To start with, akrasia constitutes a kind of puzzle for many philosophers.  How can one know what the good or right thing to do is -- or know that one shouldn't do something, realize that an object of desire is harmful or shameful -- even stiffen one's resolve, and still end up doing or choosing the worse, abandoning the better course?  Is it possible to do this consciously, knowingly?  Is one responsible for such lapses, not to mention such a state of character?

Some moral perspectives-- whether they be well-worked-out philosophical ones like those of Socrates and Plato, or whether they be more common, everyday viewpoints like those who seem bent on excusing wrongdoing, foolish decisions, bad choices -- actually went so far as to claim that there is in fact no such thing as akrasia, typically by explaining it away as a lack of knowledge on the part of the person doing wrong.  For whatever reason, people seemingly acting akratically are mixed up or mistaken about some morally relevant fact or principle.  They're therefore not to be blamed for their weakness, failure, or offense -- rather they are to be pitied, and if possible, better informed.

Since childhood, I've regarded such write-offs and excuses about akrasia as extremely suspect and likely self-serving -- though that would be a tough case to make of Socrates and Plato.  Like many, I would say that I have experienced akrasia first-hand, precisely by falling into that state at one time or another -- but also in a different mode of close though not so immediate experience, witnessing others wavering in their wills, departing from their resolves, reporting their failures, evincing recriminations and regrets. 

It didn't require any introduction to Aristotle, St.
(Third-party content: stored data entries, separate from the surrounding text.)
//! Pipeline configuration
//!
//! Settings are layered: built-in defaults, an optional TOML file, then
//! `TELEMETRY_*` environment variables (nested keys use `__`, e.g.
//! `TELEMETRY_PUBLISHER__BROKER_URI`). CLI flags are applied on top by the
//! binary. Call [`Settings::clamped`] before handing values to the core.

use crate::error::PipelineError;
use config::{Config, Environment, File};
use ring_buffer::OverflowPolicy;
use serde::{Deserialize, Serialize};
use sim_sensor::SimSensorConfig;
use std::path::Path;
use std::time::Duration;
use tracing::warn;

/// Transport queue capacity shared by the whole binary
pub const RING_CAPACITY: usize = 256;

/// Largest moving-average window shared by the whole binary
pub const MAX_AVG_WINDOW: usize = 256;

/// Upper bound for the requested sample count
pub const MAX_SAMPLES: usize = 1_000_000;

/// Highest MQTT QoS level
pub const MAX_QOS: u8 = 2;

/// Environment variable prefix
pub const ENV_PREFIX: &str = "TELEMETRY";

/// Full-queue policy as written in config files and on the command line
#[derive(Debug, Clone, Copy, Default, PartialEq, Eq, Serialize, Deserialize, clap::ValueEnum)]
#[serde(rename_all = "snake_case")]
pub enum QueuePolicy {
    /// Drop the newest sample when the queue is full
    #[default]
    Reject,
    /// Evict the oldest unread sample when the queue is full
    OverwriteOldest,
}

impl From<QueuePolicy> for OverflowPolicy {
    fn from(policy: QueuePolicy) -> Self {
        match policy {
            QueuePolicy::Reject => OverflowPolicy::Reject,
            QueuePolicy::OverwriteOldest => OverflowPolicy::OverwriteOldest,
        }
    }
}

/// Console log output format
#[derive(Debug, Clone, Copy, Default, PartialEq, Eq, Serialize, Deserialize)]
#[serde(rename_all = "snake_case")]
pub enum LogFormat {
    #[default]
    Pretty,
    Json,
}

/// Broker publishing settings
#[derive(Debug, Clone, PartialEq, Eq, Serialize, Deserialize)]
#[serde(default)]
pub struct PublisherSettings {
    /// Try to publish at all
    pub enabled: bool,
    /// Broker address, e.g. `tcp://localhost:1883`
    pub broker_uri: String,
    /// MQTT client identifier (random when empty)
    pub client_id: String,
    /// Keep-alive interval in seconds (0 => 60)
    pub keep_alive_secs: u64,
    /// Topic readings are published to
    pub topic: String,
    /// Delivery level: 0 fire-and-forget, 1 at-least-once, 2 exactly-once
    pub qos: u8,
    /// Ask the broker to retain the last reading
    pub retain: bool,
}

impl Default for PublisherSettings {
    fn default() -> Self {
        Self {
            enabled: true,
            broker_uri: "tcp://localhost:1883".to_string(),
            client_id: "sensor_sim".to_string(),
            keep_alive_secs: 60,
            topic: "sensors/demo/readings".to_string(),
            qos: 0,
            retain: false,
        }
    }
}

impl PublisherSettings {
    /// Keep-alive as a duration
    pub fn keep_alive(&self) -> Duration {
        Duration::from_secs(self.keep_alive_secs)
    }
}

/// Pipeline settings
#[derive(Debug, Clone, PartialEq, Serialize, Deserialize)]
#[serde(default)]
pub struct Settings {
    /// Max log level (trace, debug, info, warn, error)
    pub log_level: String,
    /// Console log format
    pub log_format: LogFormat,
    /// Moving-average window, clamped into `1..=MAX_AVG_WINDOW`
    pub window: usize,
    /// Samples to produce and consume, clamped into `1..=MAX_SAMPLES`
    pub samples: usize,
    /// Delay between produced samples (ms)
    pub sample_period_ms: u64,
    /// Consumer sleep when the queue is empty (ms)
    pub poll_backoff_ms: u64,
    /// Extra time the consumer waits beyond `samples × period` (ms)
    pub drain_grace_ms: u64,
    /// Full-queue policy
    pub queue_policy: QueuePolicy,
    /// Broker publishing
    pub publisher: PublisherSettings,
    /// Simulated sensor model
    pub sensor: SimSensorConfig,
}

impl Default for Settings {
    fn default() -> Self {
        Self {
            log_level: "info".to_string(),
            log_format: LogFormat::Pretty,
            window: 10,
            samples: 200,
            sample_period_ms: 10,
            poll_backoff_ms: 1,
            drain_grace_ms: 2000,
            queue_policy: QueuePolicy::Reject,
            publisher: PublisherSettings::default(),
            sensor: SimSensorConfig::default(),
        }
    }
}

impl Settings {
    /// Load settings from an optional file plus the environment
    pub fn load(path: Option<&Path>) -> Result<Self, PipelineError> {
        let mut builder = Config::builder();
        if let Some(path) = path {
            builder = builder.add_source(File::from(path).required(true));
        }
        builder = builder.add_source(
            Environment::with_prefix(ENV_PREFIX)
                .prefix_separator("_")
                .separator("__")
                .try_parsing(true),
        );

        let settings = builder.build()?.try_deserialize()?;
        Ok(settings)
    }

    /// Force every value into the range the core accepts
    pub fn clamped(mut self) -> Self {
        let window = self.window.clamp(1, MAX_AVG_WINDOW);
        if window != self.window {
            warn!("Window {} out of range, using {}", self.window, window);
            self.window = window;
        }

        let samples = self.samples.clamp(1, MAX_SAMPLES);
        if samples != self.samples {
            warn!("Sample count {} out of range, using {}", self.samples, samples);
            self.samples = samples;
        }

        if self.publisher.qos > MAX_QOS {
            warn!("QoS {} out of range, using {}", self.publisher.qos, MAX_QOS);
            self.publisher.qos = MAX_QOS;
        }

        self
    }

    /// Delay between produced samples
    pub fn sample_period(&self) -> Duration {
        Duration::from_millis(self.sample_period_ms)
    }

    /// Consumer sleep on an empty queue
    pub fn poll_backoff(&self) -> Duration {
        Duration::from_millis(self.poll_backoff_ms)
    }

    /// Wall-clock budget for the consumer
    pub fn drain_budget(&self) -> Duration {
        let production = self.sample_period_ms.saturating_mul(self.samples as u64);
        Duration::from_millis(production.saturating_add(self.drain_grace_ms))
    }
}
Paul, or Epictetus on my part for the concept and experience of akrasia to become part and parcel of my own moral environment.  Reading the great Apostle recount his own tendency, even while knowing the good, to do otherwise, to choose the bad, wrong, the evil -- and even more finding in the works of great moral theorists more systematic investigations and attempts at explanation -- simply solidified a conviction that the real issue was not whether akrasia exists at all, but rather what was going on in the experience of akrasia.  How does it come to be the case?  Is there just one cause, or multiple causes?  Merely one common experience or dynamic, to which ought to correspond a single notion or concept?  Where does it fit, in terms of other moral notions?  How does one identify it, and what can one do -- what should one do -- about it?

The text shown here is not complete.